Biology and Sustainability

Meghann Jarchow, coordinator of the sustainability program and an assistant biology professor, actively studies the use and improvement of tallgrass prairies. This type of ecosystem is native to our region, but with only 5 percent of them left across the globe, these prairies need all the attention – and funding – they can get. Jarchow’s project, “Prairies in Multifunctional Landscapes: Understanding the Effects of Disturbance and Plant Phenology,” is using the $24,695 grant to expand upon her current research.

“The objective of this research is to determine how two factors, the timing of disturbance and plant functional group identity, interact to affect biomass production, plant community composition, and exotic species invasion in managed tallgrass prairie systems,” Jarchow said.

Understanding these effects on prairie structure and functioning is a step toward her long-term research goal: helping provide evidence for different ways to reincorporate prairies into agricultural landscapes such as South Dakota.


Jing Liu of the physics department has received a $25,000 grant to further his experiments with germanium, a rare and costly material used in the semi-conductor industry. Not available on earth in its native state, the element must be extracted from certain ores and purified in labs. USD is home to one of the few facilities in the world where researchers like Liu can purify germanium crystals for use in detectors that find the element elsewhere. His research, “Development of a Segmented p-type Point-Contact High-Purity Germanium Detector for Rare-Event-Search Experiments,” is developing a device that will combine two of the most advanced germanium detection technologies: surface segmentation and point contact.
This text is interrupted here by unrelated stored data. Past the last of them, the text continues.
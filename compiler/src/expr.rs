use crate::symbol_table::{DataType, Value};
use crate::tac::Operand;

/// Result of evaluating an expression: the folded compile-time value, used
/// only for checking and constant tracking, and the operand that holds the
/// same value at runtime.
#[derive(Clone, Debug, Eq, PartialEq)]
pub struct ExprValue {
    pub ty: DataType,
    pub value: Value,
    pub reference: Operand,
}

impl ExprValue {
    pub fn literal(value: Value) -> Self {
        Self {
            ty: value.ty(),
            reference: Operand::Literal(value.clone()),
            value,
        }
    }

    pub fn symbol(name: &str, ty: DataType, value: Value) -> Self {
        Self {
            ty,
            value,
            reference: Operand::Symbol(name.into()),
        }
    }
}
use crate::metadata::VideoMetadata;
use crate::scanner::GroupedReport;
use console::style;
use std::io::{self, Write};

const TITLE: &str = "Videos (sorted by bitrate)";
const PATH_HEADING: &str = "File Path";
const BIT_RATE_HEADING: &str = "Bit Rate (kbps)";
const DURATION_HEADING: &str = "Duration";

const SECONDS_PER_DAY: u64 = 86_400;

/// Integer kilobits per second, using 1024 bits per kilobit.
pub fn bit_rate_kbps(bit_rate: u64) -> u64 {
    bit_rate / 1024
}

/// Formats whole seconds as `H:MM:SS`, prefixed with a day count past 24 hours.
pub fn format_duration(total_secs: u64) -> String {
    let days = total_secs / SECONDS_PER_DAY;
    let rest = total_secs % SECONDS_PER_DAY;
    let clock = format!("{}:{:02}:{:02}", rest / 3600, rest % 3600 / 60, rest % 60);
    match days {
        0 => clock,
        1 => format!("1 day, {clock}"),
        _ => format!("{days} days, {clock}"),
    }
}

struct Row {
    path: String,
    kbps: String,
    duration: String,
}

impl Row {
    fn from_metadata(metadata: &VideoMetadata) -> Self {
        Self {
            path: metadata.path.display().to_string(),
            kbps: bit_rate_kbps(metadata.bit_rate).to_string(),
            duration: format_duration(metadata.duration_secs),
        }
    }
}

/// Renders a tier-labelled table with one row per file.
pub fn render_report(report: &GroupedReport) -> String {
    let sections: Vec<(String, Vec<Row>)> = report
        .groups
        .iter()
        .map(|group| {
            (
                group.tier.label().to_uppercase(),
                group.files.iter().map(Row::from_metadata).collect(),
            )
        })
        .collect();

    let path_width = sections
        .iter()
        .flat_map(|(label, rows)| {
            std::iter::once(label.chars().count())
                .chain(rows.iter().map(|row| row.path.chars().count()))
        })
        .fold(PATH_HEADING.len(), usize::max);
    let kbps_width = sections
        .iter()
        .flat_map(|(_, rows)| rows.iter().map(|row| row.kbps.len()))
        .fold(BIT_RATE_HEADING.len(), usize::max);
    let duration_width = sections
        .iter()
        .flat_map(|(_, rows)| rows.iter().map(|row| row.duration.len()))
        .fold(DURATION_HEADING.len(), usize::max);
    let total_width = path_width + kbps_width + duration_width + 4;

    let mut lines = vec![
        String::new(),
        style(format!("{TITLE:^total_width$}")).italic().to_string(),
        style(format!(
            "{PATH_HEADING:<path_width$}  {BIT_RATE_HEADING:>kbps_width$}  {DURATION_HEADING:>duration_width$}"
        ))
        .bold()
        .to_string(),
        "-".repeat(total_width),
    ];

    for (label, rows) in &sections {
        lines.push(
            style(format!("{label:<total_width$}"))
                .bold()
                .white()
                .on_green()
                .to_string(),
        );
        for row in rows {
            lines.push(format!(
                "{:<path_width$}  {}  {}",
                row.path,
                style(format!("{:>kbps_width$}", row.kbps)).cyan(),
                style(format!("{:>duration_width$}", row.duration)).magenta(),
            ));
        }
    }

    lines.join("\n")
}

pub fn write_report<W: Write + ?Sized>(report: &GroupedReport, out: &mut W) -> io::Result<()> {
    writeln!(out, "{}", render_report(report))
}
“I propose to develop a new type of germanium detector to detect dark matter particles and to study neutrino properties in underground laboratories. It has the potential to become a commercial product for radiation detections in industry or military,” he said.

If successful, his detector will revolutionize next-generation dark matter and neutrino experiments for institutions such as the Sanford Underground Research Facility.